AIM OF THE EXERCISE >> Could you output each line of the data that follows exactly?

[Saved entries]
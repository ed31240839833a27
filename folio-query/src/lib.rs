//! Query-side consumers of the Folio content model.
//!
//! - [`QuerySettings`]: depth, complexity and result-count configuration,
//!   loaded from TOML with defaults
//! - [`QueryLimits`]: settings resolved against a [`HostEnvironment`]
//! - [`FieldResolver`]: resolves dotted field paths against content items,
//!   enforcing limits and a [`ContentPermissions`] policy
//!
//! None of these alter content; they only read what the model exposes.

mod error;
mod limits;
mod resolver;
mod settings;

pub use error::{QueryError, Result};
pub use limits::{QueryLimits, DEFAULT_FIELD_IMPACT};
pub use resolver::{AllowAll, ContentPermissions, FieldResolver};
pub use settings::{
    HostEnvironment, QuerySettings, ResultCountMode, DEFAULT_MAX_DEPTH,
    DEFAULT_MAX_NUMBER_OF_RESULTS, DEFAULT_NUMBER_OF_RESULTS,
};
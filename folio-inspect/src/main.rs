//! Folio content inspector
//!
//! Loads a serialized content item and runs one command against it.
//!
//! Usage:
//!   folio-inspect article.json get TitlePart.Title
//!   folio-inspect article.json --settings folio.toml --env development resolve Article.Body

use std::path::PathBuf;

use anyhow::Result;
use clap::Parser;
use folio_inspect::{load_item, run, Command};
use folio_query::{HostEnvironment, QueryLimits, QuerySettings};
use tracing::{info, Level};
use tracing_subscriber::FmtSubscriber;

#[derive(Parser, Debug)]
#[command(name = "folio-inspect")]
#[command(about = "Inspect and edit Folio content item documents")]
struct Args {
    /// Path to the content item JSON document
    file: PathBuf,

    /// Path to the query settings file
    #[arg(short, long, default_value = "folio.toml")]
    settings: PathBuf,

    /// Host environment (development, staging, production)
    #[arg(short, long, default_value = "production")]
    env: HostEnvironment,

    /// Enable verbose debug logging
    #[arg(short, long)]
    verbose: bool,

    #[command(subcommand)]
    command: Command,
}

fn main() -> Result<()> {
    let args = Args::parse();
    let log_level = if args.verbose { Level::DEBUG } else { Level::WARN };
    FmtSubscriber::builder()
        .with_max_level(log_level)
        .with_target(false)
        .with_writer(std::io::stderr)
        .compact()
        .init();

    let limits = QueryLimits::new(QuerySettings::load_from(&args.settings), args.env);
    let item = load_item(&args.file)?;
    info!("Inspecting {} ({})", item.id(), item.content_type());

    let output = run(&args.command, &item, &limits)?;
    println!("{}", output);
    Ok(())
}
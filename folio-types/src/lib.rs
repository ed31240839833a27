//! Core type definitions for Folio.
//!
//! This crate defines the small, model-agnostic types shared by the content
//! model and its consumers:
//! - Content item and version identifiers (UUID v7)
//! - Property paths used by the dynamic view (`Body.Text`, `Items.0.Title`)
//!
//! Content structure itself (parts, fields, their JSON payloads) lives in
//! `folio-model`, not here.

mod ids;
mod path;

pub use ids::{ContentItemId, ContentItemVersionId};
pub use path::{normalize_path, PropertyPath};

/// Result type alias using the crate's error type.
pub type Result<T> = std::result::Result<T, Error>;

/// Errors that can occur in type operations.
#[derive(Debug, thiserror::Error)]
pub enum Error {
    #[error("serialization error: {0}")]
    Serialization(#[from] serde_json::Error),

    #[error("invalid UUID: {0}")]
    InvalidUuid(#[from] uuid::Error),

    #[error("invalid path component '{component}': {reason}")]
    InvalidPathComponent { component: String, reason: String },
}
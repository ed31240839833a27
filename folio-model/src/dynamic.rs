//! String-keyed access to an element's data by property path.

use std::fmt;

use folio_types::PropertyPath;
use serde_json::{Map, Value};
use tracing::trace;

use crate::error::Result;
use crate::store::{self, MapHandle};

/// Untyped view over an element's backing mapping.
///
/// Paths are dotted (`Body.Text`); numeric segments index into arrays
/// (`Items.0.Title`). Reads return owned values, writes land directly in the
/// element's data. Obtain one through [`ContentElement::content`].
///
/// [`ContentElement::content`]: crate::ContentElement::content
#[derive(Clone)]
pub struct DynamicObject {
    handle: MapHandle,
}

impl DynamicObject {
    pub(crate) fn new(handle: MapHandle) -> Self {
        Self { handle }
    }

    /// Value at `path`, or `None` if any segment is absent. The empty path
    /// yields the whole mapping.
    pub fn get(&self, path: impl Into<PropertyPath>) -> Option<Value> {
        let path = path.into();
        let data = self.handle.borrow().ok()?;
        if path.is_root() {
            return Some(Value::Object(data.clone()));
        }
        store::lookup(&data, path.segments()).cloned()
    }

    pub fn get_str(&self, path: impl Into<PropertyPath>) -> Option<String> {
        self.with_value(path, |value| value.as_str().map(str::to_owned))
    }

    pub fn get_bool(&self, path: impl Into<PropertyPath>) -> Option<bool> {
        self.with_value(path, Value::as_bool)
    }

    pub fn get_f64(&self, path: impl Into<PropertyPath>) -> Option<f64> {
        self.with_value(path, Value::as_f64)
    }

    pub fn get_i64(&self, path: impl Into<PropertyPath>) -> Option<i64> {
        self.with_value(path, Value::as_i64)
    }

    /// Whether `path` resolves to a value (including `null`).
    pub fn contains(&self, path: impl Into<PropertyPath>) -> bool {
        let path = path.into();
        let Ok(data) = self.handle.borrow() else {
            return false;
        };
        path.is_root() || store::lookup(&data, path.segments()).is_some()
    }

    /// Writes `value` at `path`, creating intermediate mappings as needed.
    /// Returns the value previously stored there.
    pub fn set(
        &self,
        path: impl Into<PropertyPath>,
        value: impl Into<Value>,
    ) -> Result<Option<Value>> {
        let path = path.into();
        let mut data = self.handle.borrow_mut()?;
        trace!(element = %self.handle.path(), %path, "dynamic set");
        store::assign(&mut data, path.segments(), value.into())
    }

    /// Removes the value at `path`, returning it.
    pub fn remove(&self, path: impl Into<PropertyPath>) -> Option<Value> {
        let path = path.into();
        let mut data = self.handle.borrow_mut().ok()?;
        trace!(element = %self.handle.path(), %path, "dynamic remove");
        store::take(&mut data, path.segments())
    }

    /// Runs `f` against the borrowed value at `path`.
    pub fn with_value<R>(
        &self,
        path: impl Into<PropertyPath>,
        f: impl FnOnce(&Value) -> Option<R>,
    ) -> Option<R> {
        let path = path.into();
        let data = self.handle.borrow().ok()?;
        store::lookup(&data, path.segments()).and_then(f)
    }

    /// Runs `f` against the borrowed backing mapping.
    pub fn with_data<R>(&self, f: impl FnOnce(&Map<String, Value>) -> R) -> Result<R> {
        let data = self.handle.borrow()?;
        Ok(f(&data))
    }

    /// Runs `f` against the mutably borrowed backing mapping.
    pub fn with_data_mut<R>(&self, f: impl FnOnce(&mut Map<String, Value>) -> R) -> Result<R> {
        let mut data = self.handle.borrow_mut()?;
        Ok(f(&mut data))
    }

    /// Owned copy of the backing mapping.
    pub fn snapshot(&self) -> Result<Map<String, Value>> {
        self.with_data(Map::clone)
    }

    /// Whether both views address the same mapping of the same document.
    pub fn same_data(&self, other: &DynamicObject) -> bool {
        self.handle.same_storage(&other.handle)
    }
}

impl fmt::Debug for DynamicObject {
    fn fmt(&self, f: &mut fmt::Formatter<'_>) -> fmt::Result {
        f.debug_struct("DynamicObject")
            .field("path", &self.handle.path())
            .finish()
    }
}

OUTPUT FOR THIS TASK >>
repository ed31240839833a27
filename folio-query/src/lib.rs
//! Query-side consumers of the Folio content model.
//!
//! - [`QuerySettings`]: depth, complexity and result-count configuration,
//!   loaded from TOML with defaults
//! - [`QueryLimits`]: settings resolved against a [`HostEnvironment`]
//! - [`FieldResolver`]: resolves dotted field paths against content items,
//!   enforcing limits and a [`ContentPermissions`] policy
//!
//! None of these alter content; they only read what the model exposes.

mod error;
mod limits;
mod resolver;
mod settings;

pub use error::{QueryError, Result};
pub use limits::{QueryLimits, DEFAULT_FIELD_IMPACT};
pub use resolver::{AllowAll, ContentPermissions, FieldResolver};
pub use settings::{
    HostEnvironment, QuerySettings, ResultCountMode, DEFAULT_MAX_DEPTH,
    DEFAULT_MAX_NUMBER_OF_RESULTS, DEFAULT_NUMBER_OF_RESULTS,
};
filename folio-inspect/src/main.rs
//! Folio content inspector
//!
//! Loads a serialized content item and runs one command against it.
//!
//! Usage:
//!   folio-inspect article.json get TitlePart.Title
//!   folio-inspect article.json --settings folio.toml --env development resolve Article.Body

use std::path::PathBuf;

use anyhow::Result;
use clap::Parser;
use folio_inspect::{load_item, run, Command};
use folio_query::{HostEnvironment, QueryLimits, QuerySettings};
use tracing::{info, Level};
use tracing_subscriber::FmtSubscriber;

#[derive(Parser, Debug)]
#[command(name = "folio-inspect")]
#[command(about = "Inspect and edit Folio content item documents")]
struct Args {
    /// Path to the content item JSON document
    file: PathBuf,

    /// Path to the query settings file
    #[arg(short, long, default_value = "folio.toml")]
    settings: PathBuf,

    /// Host environment (development, staging, production)
    #[arg(short, long, default_value = "production")]
    env: HostEnvironment,

    /// Enable verbose debug logging
    #[arg(short, long)]
    verbose: bool,

    #[command(subcommand)]
    command: Command,
}

fn main() -> Result<()> {
    let args = Args::parse();
    let log_level = if args.verbose { Level::DEBUG } else { Level::WARN };
    FmtSubscriber::builder()
        .with_max_level(log_level)
        .with_target(false)
        .with_writer(std::io::stderr)
        .compact()
        .init();

    let limits = QueryLimits::new(QuerySettings::load_from(&args.settings), args.env);
    let item = load_item(&args.file)?;
    info!("Inspecting {} ({})", item.id(), item.content_type());

    let output = run(&args.command, &item, &limits)?;
    println!("{}", output);
    Ok(())
}
filename folio-types/src/lib.rs
repository ed31240839833a27
//! Core type definitions for Folio.
//!
//! This crate defines the small, model-agnostic types shared by the content
//! model and its consumers:
//! - Content item and version identifiers (UUID v7)
//! - Property paths used by the dynamic view (`Body.Text`, `Items.0.Title`)
//!
//! Content structure itself (parts, fields, their JSON payloads) lives in
//! `folio-model`, not here.

mod ids;
mod path;

pub use ids::{ContentItemId, ContentItemVersionId};
pub use path::{normalize_path, PropertyPath};

/// Result type alias using the crate's error type.
pub type Result<T> = std::result::Result<T, Error>;

/// Errors that can occur in type operations.
#[derive(Debug, thiserror::Error)]
pub enum Error {
    #[error("serialization error: {0}")]
    Serialization(#[from] serde_json::Error),

    #[error("invalid UUID: {0}")]
    InvalidUuid(#[from] uuid::Error),

    #[error("invalid path component '{component}': {reason}")]
    InvalidPathComponent { component: String, reason: String },
}
repository ed31240839833a27
filename folio-model/src/dynamic.rs
//! String-keyed access to an element's data by property path.

use std::fmt;

use folio_types::PropertyPath;
use serde_json::{Map, Value};
use tracing::trace;

use crate::error::Result;
use crate::store::{self, MapHandle};

/// Untyped view over an element's backing mapping.
///
/// Paths are dotted (`Body.Text`); numeric segments index into arrays
/// (`Items.0.Title`). Reads return owned values, writes land directly in the
/// element's data. Obtain one through [`ContentElement::content`].
///
/// [`ContentElement::content`]: crate::ContentElement::content
#[derive(Clone)]
pub struct DynamicObject {
    handle: MapHandle,
}

impl DynamicObject {
    pub(crate) fn new(handle: MapHandle) -> Self {
        Self { handle }
    }

    /// Value at `path`, or `None` if any segment is absent. The empty path
    /// yields the whole mapping.
    pub fn get(&self, path: impl Into<PropertyPath>) -> Option<Value> {
        let path = path.into();
        let data = self.handle.borrow().ok()?;
        if path.is_root() {
            return Some(Value::Object(data.clone()));
        }
        store::lookup(&data, path.segments()).cloned()
    }

    pub fn get_str(&self, path: impl Into<PropertyPath>) -> Option<String> {
        self.with_value(path, |value| value.as_str().map(str::to_owned))
    }

    pub fn get_bool(&self, path: impl Into<PropertyPath>) -> Option<bool> {
        self.with_value(path, Value::as_bool)
    }

    pub fn get_f64(&self, path: impl Into<PropertyPath>) -> Option<f64> {
        self.with_value(path, Value::as_f64)
    }

    pub fn get_i64(&self, path: impl Into<PropertyPath>) -> Option<i64> {
        self.with_value(path, Value::as_i64)
    }

    /// Whether `path` resolves to a value (including `null`).
    pub fn contains(&self, path: impl Into<PropertyPath>) -> bool {
        let path = path.into();
        let Ok(data) = self.handle.borrow() else {
            return false;
        };
        path.is_root() || store::lookup(&data, path.segments()).is_some()
    }

    /// Writes `value` at `path`, creating intermediate mappings as needed.
    /// Returns the value previously stored there.
    pub fn set(
        &self,
        path: impl Into<PropertyPath>,
        value: impl Into<Value>,
    ) -> Result<Option<Value>> {
        let path = path.into();
        let mut data = self.handle.borrow_mut()?;
        trace!(element = %self.handle.path(), %path, "dynamic set");
        store::assign(&mut data, path.segments(), value.into())
    }

    /// Removes the value at `path`, returning it.
    pub fn remove(&self, path: impl Into<PropertyPath>) -> Option<Value> {
        let path = path.into();
        let mut data = self.handle.borrow_mut().ok()?;
        trace!(element = %self.handle.path(), %path, "dynamic remove");
        store::take(&mut data, path.segments())
    }

    /// Runs `f` against the borrowed value at `path`.
    pub fn with_value<R>(
        &self,
        path: impl Into<PropertyPath>,
        f: impl FnOnce(&Value) -> Option<R>,
    ) -> Option<R> {
        let path = path.into();
        let data = self.handle.borrow().ok()?;
        store::lookup(&data, path.segments()).and_then(f)
    }

    /// Runs `f` against the borrowed backing mapping.
    pub fn with_data<R>(&self, f: impl FnOnce(&Map<String, Value>) -> R) -> Result<R> {
        let data = self.handle.borrow()?;
        Ok(f(&data))
    }

    /// Runs `f` against the mutably borrowed backing mapping.
    pub fn with_data_mut<R>(&self, f: impl FnOnce(&mut Map<String, Value>) -> R) -> Result<R> {
        let mut data = self.handle.borrow_mut()?;
        Ok(f(&mut data))
    }

    /// Owned copy of the backing mapping.
    pub fn snapshot(&self) -> Result<Map<String, Value>> {
        self.with_data(Map::clone)
    }

    /// Whether both views address the same mapping of the same document.
    pub fn same_data(&self, other: &DynamicObject) -> bool {
        self.handle.same_storage(&other.handle)
    }
}

impl fmt::Debug for DynamicObject {
    fn fmt(&self, f: &mut fmt::Formatter<'_>) -> fmt::Result {
        f.debug_struct("DynamicObject")
            .field("path", &self.handle.path())
            .finish()
    }
}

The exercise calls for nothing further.